Goal-setting is an essential part of any success program. If you don’t have a clear vision of where you want to go, how can you ever expect to get there?
There are two approaches when it comes to setting goals.
One approach is set small, manageable, and “realistic” goals so that you’ll build your confidence and avoid disappointment. The other approach is to set big, crazy, and “unreasonable” goals so that even if you fall short of your goals, you’ll still be achieving much greater things than if you had aimed lower.
Mike Ditka is a member of both the College Football and Pro Football Hall of Fame. He’s also one of only two people in history to win the Super Bowl as a player, as an assistant coach, and as a head coach.
Here’s how Iron Mike advises people to set goals…
People (have to) make up their own minds about what they are going for, (regardless of whether) they’re going to get there. If they shoot to be exceptional and don’t make it, they sure are going to feel a lot better about themselves than if they shoot to be average and don’t make it.
Go ahead and take a shot at being the best. Be the best golfer. Be the best basketball player. Be the best player you can be. You may not make it, but then the disappointment that follows will never be as severe as the guy who says, “I’m not good enough. I just want to make the team,” and then he doesn’t make the team. Now what is he going to do? Then it becomes a greater setback.
I believe in goal-setting. People say you have to set realistic and reasonable goals. What is a realistic and reasonable goal?
(Fifty) years ago, to pole vault 19 feet (was considered) impossible. But somebody is doing (over 20 feet) now.

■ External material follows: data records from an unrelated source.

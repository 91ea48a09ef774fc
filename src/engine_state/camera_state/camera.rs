//! # Camera Implementation
//!
//! The viewpoint the world is streamed around and the matrices the chunk shader needs.
//!
//! ## Key Components
//! - `Camera`: position and orientation in world space
//! - `Projection`: perspective projection settings
//! - `CameraUniform`: packed view-projection matrix for the shader

use cgmath::*;
use std::f32::consts::FRAC_PI_2;

/// Transformation matrix to convert from OpenGL's coordinate system to WGPU's.
///
/// WGPU's normalized device coordinates range from 0 to 1 in Z where OpenGL uses -1 to 1.
#[rustfmt::skip]
pub const OPENGL_TO_WGPU_MATRIX: cgmath::Matrix4<f32> = cgmath::Matrix4::new(
    1.0, 0.0, 0.0, 0.0,
    0.0, 1.0, 0.0, 0.0,
    0.0, 0.0, 0.5, 0.0,
    0.0, 0.0, 0.5, 1.0,
);

/// Safe limit for pitch to prevent gimbal lock
const SAFE_FRAC_PI_2: f32 = FRAC_PI_2 - 0.0001;

/// A first-person camera in 3D space.
#[derive(Debug, Clone, Copy, PartialEq)]
pub struct Camera {
    /// The camera's position in world space
    pub position: Point3<f32>,
    /// Horizontal rotation (around Y axis) in radians
    pub yaw: Rad<f32>,
    /// Vertical rotation (around X axis) in radians
    pub pitch: Rad<f32>,
}

impl Camera {
    /// Creates a new camera with the specified position and orientation.
    ///
    /// # Arguments
    /// * `position` - Initial position of the camera in world space
    /// * `yaw` - Initial yaw; zero looks along positive X
    /// * `pitch` - Initial pitch, clamped just short of straight up or down
    pub fn new<V: Into<Point3<f32>>, Y: Into<Rad<f32>>, P: Into<Rad<f32>>>(
        position: V,
        yaw: Y,
        pitch: P,
    ) -> Self {
        let mut camera = Self {
            position: position.into(),
            yaw: yaw.into(),
            pitch: pitch.into(),
        };
        camera.clamp_pitch();
        camera
    }

    /// Normalized direction the camera is facing.
    pub fn forward(&self) -> Vector3<f32> {
        let (yaw_sin, yaw_cos) = self.yaw.0.sin_cos();
        let (pitch_sin, pitch_cos) = self.pitch.0.sin_cos();
        Vector3::new(pitch_cos * yaw_cos, pitch_sin, pitch_cos * yaw_sin).normalize()
    }

    /// Calculates the view matrix for this camera.
    ///
    /// # Returns
    /// A 4x4 matrix transforming world coordinates to view space
    pub fn calc_matrix(&self) -> Matrix4<f32> {
        Matrix4::look_to_rh(self.position, self.forward(), Vector3::unit_y())
    }

    /// Moves the camera along its horizontal heading and turns it by `turn`.
    pub fn advance(&mut self, distance: f32, turn: Rad<f32>) {
        let (yaw_sin, yaw_cos) = self.yaw.0.sin_cos();
        self.position += Vector3::new(yaw_cos, 0.0, yaw_sin) * distance;
        self.yaw += turn;
    }

    fn clamp_pitch(&mut self) {
        if self.pitch < -Rad(SAFE_FRAC_PI_2) {
            self.pitch = -Rad(SAFE_FRAC_PI_2);
        } else if self.pitch > Rad(SAFE_FRAC_PI_2) {
            self.pitch = Rad(SAFE_FRAC_PI_2);
        }
    }
}

/// Represents a camera's projection matrix and related parameters.
#[derive(Debug, Clone, Copy)]
pub struct Projection {
    /// Aspect ratio (width / height)
    aspect: f32,
    /// Vertical field of view in radians
    fovy: Rad<f32>,
    /// Near clipping plane distance
    znear: f32,
    /// Far clipping plane distance
    zfar: f32,
}

impl Projection {
    /// Creates a new projection with the given parameters.
    ///
    /// # Arguments
    /// * `width` - Viewport width in pixels
    /// * `height` - Viewport height in pixels
    /// * `fovy` - Vertical field of view (can be any type convertible to `Rad<f32>`)
    /// * `znear` - Near clipping plane distance
    /// * `zfar` - Far clipping plane distance
    pub fn new<F: Into<Rad<f32>>>(width: u32, height: u32, fovy: F, znear: f32, zfar: f32) -> Self {
        Self {
            aspect: width as f32 / height.max(1) as f32,
            fovy: fovy.into(),
            znear,
            zfar,
        }
    }

    /// Calculates the projection matrix.
    ///
    /// Combines the perspective projection with the OpenGL to WGPU coordinate system transform.
    pub fn calc_matrix(&self) -> Matrix4<f32> {
        OPENGL_TO_WGPU_MATRIX * perspective(self.fovy, self.aspect, self.znear, self.zfar)
    }
}

/// GPU-friendly representation of camera data for shaders.
#[repr(C)]
#[derive(Debug, Copy, Clone, bytemuck::Pod, bytemuck::Zeroable)]
pub struct CameraUniform {
    // cgmath types are not Pod, so the matrix is stored as plain arrays
    view_proj: [[f32; 4]; 4],
}

impl CameraUniform {
    /// Creates a new camera uniform with an identity matrix.
    pub fn new() -> Self {
        Self {
            view_proj: Matrix4::identity().into(),
        }
    }

    /// Updates the view-projection matrix from the current camera state.
    pub fn update_view_proj(&mut self, camera: &Camera, projection: &Projection) {
        self.view_proj = (projection.calc_matrix() * camera.calc_matrix()).into();
    }

    /// The packed view-projection matrix.
    pub fn view_proj(&self) -> Matrix4<f32> {
        self.view_proj.into()
    }
}

impl Default for CameraUniform {
    fn default() -> Self {
        Self::new()
    }
}

#[cfg(test)]
mod tests {
    use super::*;

    #[test]
    fn point_ahead_lands_inside_clip_volume() {
        let camera = Camera::new(Point3::new(0.0, 0.0, 0.0), Deg(0.0), Deg(0.0));
        let projection = Projection::new(800, 600, Deg(70.0), 0.1, 500.0);
        let mut uniform = CameraUniform::new();
        uniform.update_view_proj(&camera, &projection);

        let clip = uniform.view_proj() * Vector4::new(10.0, 0.0, 0.0, 1.0);
        let depth = clip.z / clip.w;
        assert!(clip.w > 0.0);
        assert!((0.0..=1.0).contains(&depth));
        assert!((clip.x / clip.w).abs() < 1e-4);
    }

    #[test]
    fn pitch_is_clamped() {
        let camera = Camera::new(Point3::new(0.0, 0.0, 0.0), Deg(0.0), Deg(120.0));
        assert!(camera.pitch.0 < FRAC_PI_2);
    }

    #[test]
    fn advance_follows_heading() {
        let mut camera = Camera::new(Point3::new(0.0, 5.0, 0.0), Deg(90.0), Deg(0.0));
        camera.advance(2.0, Rad(0.0));
        assert!(camera.position.x.abs() < 1e-5);
        assert!((camera.position.z - 2.0).abs() < 1e-5);
        assert_eq!(camera.position.y, 5.0);
    }
}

I don’t think there is any such thing as a realistic and reasonable goal. I think the mind is a great thing and I think the will is a great thing.
I think if you will something—I didn’t say wish for it—if you will it and you’re willing to work for it, there’s a good chance to make something good happen.
— Mike Ditka, from his book Ditka: An Autobiography
I wrote about this principle extensively in the Herb Brooks section of my book, Think Like a Warrior.
In one of my favorite parts of the book, Brooks asks our struggling coach, “Do you realize how many great things have never been accomplished because somebody decided he needed to be more realistic? Do you know how many businesses were never launched, books never written, relationships never started, diseases never cured, and dreams never followed because someone decided he had to be more logical?”
I believe you owe it to the world to set big goals. It’s the only way to reach your full potential. And if you fail to reach your potential, you’re not only letting yourself down, but also everyone else who might’ve benefited from you doing so.
It takes courage to dream big. If you set big goals, you’ll have no trouble finding naysayers telling you to be more realistic. They may be well-meaning, but they represent the voices of fear and cynicism. Don’t listen to them!
As Herb Brooks says in Think Like a Warrior, “If you don’t set big, crazy, unreasonable goals, you’ll never know how far you could’ve gone.”